Who really is a farmer? How does he work? How does he live?
“By now the word ‘farmer’ has got a negative meaning, to the advantage of the more modern ‘agricultural businessman’ definition, but they are quite different jobs” explains Beltrami. “A farmer is a man who must reinvent himself every day in his farm, whereas a businessman is just a businessman. One might object that a farmer then, behaves irrationally: where does he get his profit from? Well, first of all he doesn’t spend much to feed himself, since he produces all he needs: fruits, vegetables, meat. What exceeds his needs is sold, and profits are reinvested in the farm. A farmer would never practice monoculture: he exploits his fields according to their characteristics. He respects the seasons, knows where a new orchard or a new olive-tree grove can be planted. A farmer works with his own hands: he prunes, grafts, milks, tans leather.  He is a man who feels the flow of time, is animated by love for the earth he steps on, and even tastes it to evaluate its quality according to the concentration of mineral salt it contains. A businessman would never do such things.

A farmer has got passion, love, insightfulness. He lives out of traditions, histories and moments. Nowadays, in the farming industry, everything turns around chemistry. Last summer, for example, was very hot and temperatures often exceeded 35° centigrade. A farmer knows that, in such climatic situations, flies die; therefore he shall neither have to wet the stables with insecticides to stop those insects from tormenting his livestock, nor treat his olive trees: insects which usually infest farmland in the summertime were not there. A farmer respects the seasons whereas a manager doesn’t, because he has got to stand by a protocol, he’s got to sell a product,  he’s bound to financial calculations.”

“Few farmers are left” declares Beltrami “who are capable of grafting trees, who don’t stuff their beasts with hormones, know how to help a kid or a calf to be born and their mothers to give berth, and is even capable of medicating them, if need be. These farmers should be defended by collecting their memories and writing books about them.”

In conclusion, you defend the value of memory, of the transmission of skills and of good practices. But how can they be transmitted to the new generations?
They certainly study on books and work hard to learn but lack, maybe, a direct knowledge of farm life, stables, kitchen gardens and working in open air, no matter the weather.
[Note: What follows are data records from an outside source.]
use relata_persistence::StdResult;
use relata_persistence::schema::SchemaRegistry;

use crate::database::record::{Address, GuestBook, Product, Todo, User, UserLog, Wallet};

/// Registry of every storefront record, checked for consistency.
pub fn storefront_registry() -> StdResult<SchemaRegistry> {
    let mut registry = SchemaRegistry::new();
    for descriptor in [
        User::descriptor()?,
        Wallet::descriptor()?,
        Address::descriptor()?,
        Product::descriptor()?,
        GuestBook::descriptor()?,
        UserLog::descriptor()?,
        Todo::descriptor()?,
    ] {
        registry.register(descriptor)?;
    }
    registry.validate()?;

    Ok(registry)
}

#[cfg(test)]
mod tests {
    use relata_persistence::schema::RelationshipKind;

    use super::*;

    #[test]
    fn registers_every_record() {
        let registry = storefront_registry().unwrap();

        let mut kinds = registry.kinds();
        kinds.sort();
        assert_eq!(
            vec!["Address", "GuestBook", "Product", "Todo", "User", "UserLog", "Wallet"],
            kinds
        );
    }

    #[test]
    fn like_products_goes_through_the_join_table() {
        let registry = storefront_registry().unwrap();

        let (relationship, target) = registry.relationship("User", "LikeProducts").unwrap();

        assert_eq!(RelationshipKind::ManyToMany, relationship.kind());
        assert_eq!("products", target.table());
        assert_eq!(
            Some("user_like_product"),
            relationship.join_table().map(|join_table| join_table.table())
        );
    }
}
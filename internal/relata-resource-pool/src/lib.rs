#![warn(missing_docs)]
//! Resource pool implementation
//!
//! A bounded FIFO pool: at most `max_open` resources exist at the same time, at
//! most `max_idle` of them are kept once given back, and resources are recycled
//! after a maximum idle duration or a maximum total lifetime.

use anyhow::Context;
use std::{
    collections::VecDeque,
    ops::{Deref, DerefMut},
    sync::{Condvar, Mutex, MutexGuard},
    time::{Duration, Instant},
};
use thiserror::Error;

/// Generic error type
pub type StdError = anyhow::Error;

/// Generic result type
pub type StdResult<T> = anyhow::Result<T, StdError>;

/// [ResourcePool] related errors.
#[derive(Error, Debug)]
pub enum ResourcePoolError {
    /// Internal Mutex is poisoned
    #[error("Poisoned mutex caused error during acquire lock on resource pool")]
    PoisonedLock,

    /// Acquire resource has timed out
    #[error("Acquire resource has timed out")]
    AcquireTimeout,

    /// The pool can not open new resources
    #[error("Resource pool has no factory to open new resources")]
    FactoryUnavailable,
}

/// Sizing and recycling rules of a [ResourcePool].
#[derive(Debug, Clone, Copy, PartialEq, Eq)]
pub struct ResourcePoolConfig {
    /// Maximum number of resources alive at the same time (idle or acquired).
    pub max_open: usize,

    /// Maximum number of idle resources kept in the pool.
    pub max_idle: usize,

    /// Idle resources older than this are discarded instead of being handed out.
    pub max_idle_time: Option<Duration>,

    /// Resources older than this are discarded, whatever their state.
    pub max_lifetime: Option<Duration>,
}

impl ResourcePoolConfig {
    /// Config of a pool that keeps all its resources forever.
    pub fn fixed(size: usize) -> Self {
        Self {
            max_open: size,
            max_idle: size,
            max_idle_time: None,
            max_lifetime: None,
        }
    }

    fn is_expired(&self, created_at: Instant, idle_since: Instant, now: Instant) -> bool {
        let too_old = self
            .max_lifetime
            .is_some_and(|lifetime| now.duration_since(created_at) >= lifetime);
        let idle_too_long = self
            .max_idle_time
            .is_some_and(|idle_time| now.duration_since(idle_since) >= idle_time);

        too_old || idle_too_long
    }
}

type ResourceFactory<T> = Box<dyn Fn() -> StdResult<T> + Send + Sync>;

struct IdleResource<T> {
    resource: T,
    created_at: Instant,
    idle_since: Instant,
}

struct PoolState<T> {
    idle: VecDeque<IdleResource<T>>,
    /// Number of resources alive, idle ones included.
    open: usize,
}

/// Resource pool implementation (FIFO)
pub struct ResourcePool<T: Reset + Send + Sync> {
    config: ResourcePoolConfig,

    /// Discriminant for the resource pool to check if a returned resource is stale
    discriminant: Mutex<u64>,

    /// Resources in the pool
    state: Mutex<PoolState<T>>,

    /// Condition variable to notify when a resource or a free slot is available
    not_empty: Condvar,

    /// Opens a new resource when no idle one is available
    factory: Option<ResourceFactory<T>>,
}

impl<T: Reset + Send + Sync> ResourcePool<T> {
    /// Create a fixed size resource pool from already opened resources
    pub fn new(pool_size: usize, resources: Vec<T>) -> Self {
        let now = Instant::now();
        let open = resources.len();
        let idle = resources
            .into_iter()
            .map(|resource| IdleResource {
                resource,
                created_at: now,
                idle_since: now,
            })
            .collect();

        Self {
            config: ResourcePoolConfig::fixed(pool_size),
            discriminant: Mutex::new(0),
            state: Mutex::new(PoolState { idle, open }),
            not_empty: Condvar::new(),
            factory: None,
        }
    }

    /// Create an empty resource pool that opens resources on demand
    pub fn with_factory<F>(config: ResourcePoolConfig, factory: F) -> Self
    where
        F: Fn() -> StdResult<T> + Send + Sync + 'static,
    {
        Self {
            config,
            discriminant: Mutex::new(0),
            state: Mutex::new(PoolState {
                idle: VecDeque::new(),
                open: 0,
            }),
            not_empty: Condvar::new(),
            factory: Some(Box::new(factory)),
        }
    }

    /// Acquire a resource from the pool with a timeout
    ///
    /// An idle resource is handed out first, otherwise a new one is opened if the
    /// pool is below `max_open`, otherwise the caller waits until a resource is
    /// given back or the timeout elapses.
    pub fn acquire_resource(&self, timeout: Duration) -> StdResult<ResourcePoolItem<'_, T>> {
        let deadline = Instant::now() + timeout;
        let mut state = self.lock_state("acquire_resource")?;

        loop {
            self.evict_expired(&mut state);

            if let Some(idle) = state.idle.pop_front() {
                let discriminant = self.discriminant()?;
                return Ok(ResourcePoolItem::new(
                    self,
                    idle.resource,
                    idle.created_at,
                    discriminant,
                ));
            }

            if state.open < self.config.max_open {
                if let Some(factory) = &self.factory {
                    state.open += 1;
                    drop(state);

                    return match factory() {
                        Ok(resource) => Ok(ResourcePoolItem::new(
                            self,
                            resource,
                            Instant::now(),
                            self.discriminant()?,
                        )),
                        Err(error) => {
                            self.release_slot()?;
                            Err(error.context("Resource pool 'acquire_resource' failed opening a resource"))
                        }
                    };
                }
            }

            if self.factory.is_none() && state.open == 0 {
                return Err(ResourcePoolError::FactoryUnavailable)
                    .with_context(|| "Resource pool 'acquire_resource' has no resource left");
            }

            let now = Instant::now();
            if now >= deadline {
                return Err(ResourcePoolError::AcquireTimeout)
                    .with_context(|| "Resource pool 'acquire_resource' has timed out");
            }

            let (state_locked, _wait_result) = self
                .not_empty
                .wait_timeout(state, deadline - now)
                .map_err(|_| ResourcePoolError::PoisonedLock)
                .with_context(|| "Resource pool 'acquire_resource' failed waiting for resource")?;
            state = state_locked;
        }
    }

    /// Give back a resource pool item to the pool
    /// If the resource pool item has not been taken yet, the resource will be given back
    /// If the resource pool item has been taken, nothing will happen
    pub fn give_back_resource_pool_item(
        &self,
        resource_pool_item: ResourcePoolItem<'_, T>,
    ) -> StdResult<()> {
        let mut resource_pool_item = resource_pool_item;
        let created_at = resource_pool_item.created_at;
        let discriminant = resource_pool_item.discriminant;
        match resource_pool_item.take() {
            Some(mut resource) => match resource.reset() {
                Ok(()) => self.give_back_resource(resource, created_at, discriminant),
                Err(error) => {
                    self.release_slot()?;
                    Err(error.context("Resource pool could not reset the given back resource"))
                }
            },
            None => Ok(()),
        }
    }

    /// Give back a resource to the pool
    ///
    /// The resource is closed instead when it is stale (discriminant mismatch),
    /// when it outlived `max_lifetime` or when the idle list is already full.
    fn give_back_resource(
        &self,
        resource: T,
        created_at: Instant,
        discriminant: u64,
    ) -> StdResult<()> {
        let current_discriminant = self.discriminant()?;
        let mut state = self.lock_state("give_back_resource")?;
        let now = Instant::now();

        if current_discriminant != discriminant
            || self.config.is_expired(created_at, now, now)
            || state.idle.len() >= self.config.max_idle
        {
            state.open = state.open.saturating_sub(1);
            drop(state);
            drop(resource);
            self.not_empty.notify_one();

            return Ok(());
        }

        state.idle.push_back(IdleResource {
            resource,
            created_at,
            idle_since: now,
        });
        self.not_empty.notify_one();

        Ok(())
    }

    /// Clear the pool
    ///
    /// Idle resources are closed and resources currently acquired become stale: they
    /// will be closed when given back.
    pub fn clear(&self) -> StdResult<()> {
        let discriminant = self.discriminant()?;
        self.set_discriminant(discriminant.wrapping_add(1))?;

        let mut state = self.lock_state("clear")?;
        let closed = state.idle.len();
        state.idle.clear();
        state.open = state.open.saturating_sub(closed);
        self.not_empty.notify_all();

        Ok(())
    }

    /// Get the discriminant of the resource pool item
    pub fn discriminant(&self) -> StdResult<u64> {
        Ok(*self
            .discriminant
            .lock()
            .map_err(|_| ResourcePoolError::PoisonedLock)
            .with_context(|| "Resource pool 'discriminant' failed locking Mutex")?)
    }

    fn set_discriminant(&self, discriminant: u64) -> StdResult<()> {
        let mut discriminant_guard = self
            .discriminant
            .lock()
            .map_err(|_| ResourcePoolError::PoisonedLock)
            .with_context(|| "Resource pool 'set_discriminant' failed locking Mutex")?;
        *discriminant_guard = discriminant;

        Ok(())
    }

    /// Count the idle resources in the pool
    pub fn count(&self) -> StdResult<usize> {
        Ok(self.lock_state("count")?.idle.len())
    }

    /// Count the resources alive, idle or acquired
    pub fn open_count(&self) -> StdResult<usize> {
        Ok(self.lock_state("open_count")?.open)
    }

    /// Maximum number of resources alive at the same time
    pub fn size(&self) -> usize {
        self.config.max_open
    }

    /// Sizing and recycling rules of this pool
    pub fn config(&self) -> &ResourcePoolConfig {
        &self.config
    }

    fn lock_state(&self, operation: &str) -> StdResult<MutexGuard<'_, PoolState<T>>> {
        self.state
            .lock()
            .map_err(|_| ResourcePoolError::PoisonedLock)
            .with_context(|| format!("Resource pool '{operation}' failed locking Mutex"))
    }

    fn evict_expired(&self, state: &mut PoolState<T>) {
        let now = Instant::now();
        let before = state.idle.len();
        state
            .idle
            .retain(|idle| !self.config.is_expired(idle.created_at, idle.idle_since, now));
        state.open = state.open.saturating_sub(before - state.idle.len());
    }

    fn release_slot(&self) -> StdResult<()> {
        let mut state = self.lock_state("release_slot")?;
        state.open = state.open.saturating_sub(1);
        self.not_empty.notify_one();

        Ok(())
    }
}

/// Resource pool item which will return the resource to the pool when dropped
pub struct ResourcePoolItem<'a, T: Reset + Send + Sync> {
    resource_pool: &'a ResourcePool<T>,
    discriminant: u64,
    created_at: Instant,
    resource: Option<T>,
}

impl<'a, T: Reset + Send + Sync> ResourcePoolItem<'a, T> {
    fn new(
        resource_pool: &'a ResourcePool<T>,
        resource: T,
        created_at: Instant,
        discriminant: u64,
    ) -> Self {
        Self {
            resource_pool,
            discriminant,
            created_at,
            resource: Some(resource),
        }
    }

    /// Get the discriminant of the resource pool item
    pub fn discriminant(&self) -> u64 {
        self.discriminant
    }

    /// Instant at which the underlying resource was opened
    pub fn created_at(&self) -> Instant {
        self.created_at
    }

    /// Take the inner resource if exists
    fn take(&mut self) -> Option<T> {
        self.resource.take()
    }
}

impl<T: Reset + Send + Sync> Deref for ResourcePoolItem<'_, T> {
    type Target = T;

    fn deref(&self) -> &T {
        self.resource.as_ref().unwrap()
    }
}

impl<T: Reset + Send + Sync> DerefMut for ResourcePoolItem<'_, T> {
    fn deref_mut(&mut self) -> &mut T {
        self.resource.as_mut().unwrap()
    }
}

impl<T: Reset + Send + Sync> Drop for ResourcePoolItem<'_, T> {
    fn drop(&mut self) {
        if let Some(mut resource) = self.take() {
            let _ = match resource.reset() {
                Ok(()) => self.resource_pool.give_back_resource(
                    resource,
                    self.created_at,
                    self.discriminant,
                ),
                Err(_) => self.resource_pool.release_slot(),
            };
        }
    }
}

/// Reset trait which is implemented by pooled resource items.
/// As pool resource items are mutable, this will guarantee that the pool stays  consistent
/// and that acquired resource items do not depend from previous computations.
pub trait Reset {
    /// Reset the resource
    fn reset(&mut self) -> StdResult<()> {
        Ok(())
    }
}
“In olden days children were aware. They assisted to the birth of animals in the stables and were thus educated by the family to a farming life. This doesn’t happen anymore. We’ve got, then, to offer motivation to young people. Which way? I can’t tell, but I can offer some reflections. I believe that families should start transmitting values again. Nowadays we are always far from home, parents can hardly communicate with their children. Very few families have meals together. Many ancient crafts have disappeared. In old times a farmer was also a butcher; women, fundamental members of peasant families, could knit, embroider with a crochet and even make mattresses. All of this knowledge was transmitted through visual memory only: one watched those at work and memorized the procedure, there was no writing and no reading. Traditions, crafts and professions have been lost, and nobody cared about their survival. I therefore believe” concludes Beltrami,  “that saving manual skills, a fundamental resources of the whole Italy, is the same as saving knowledge, our story”.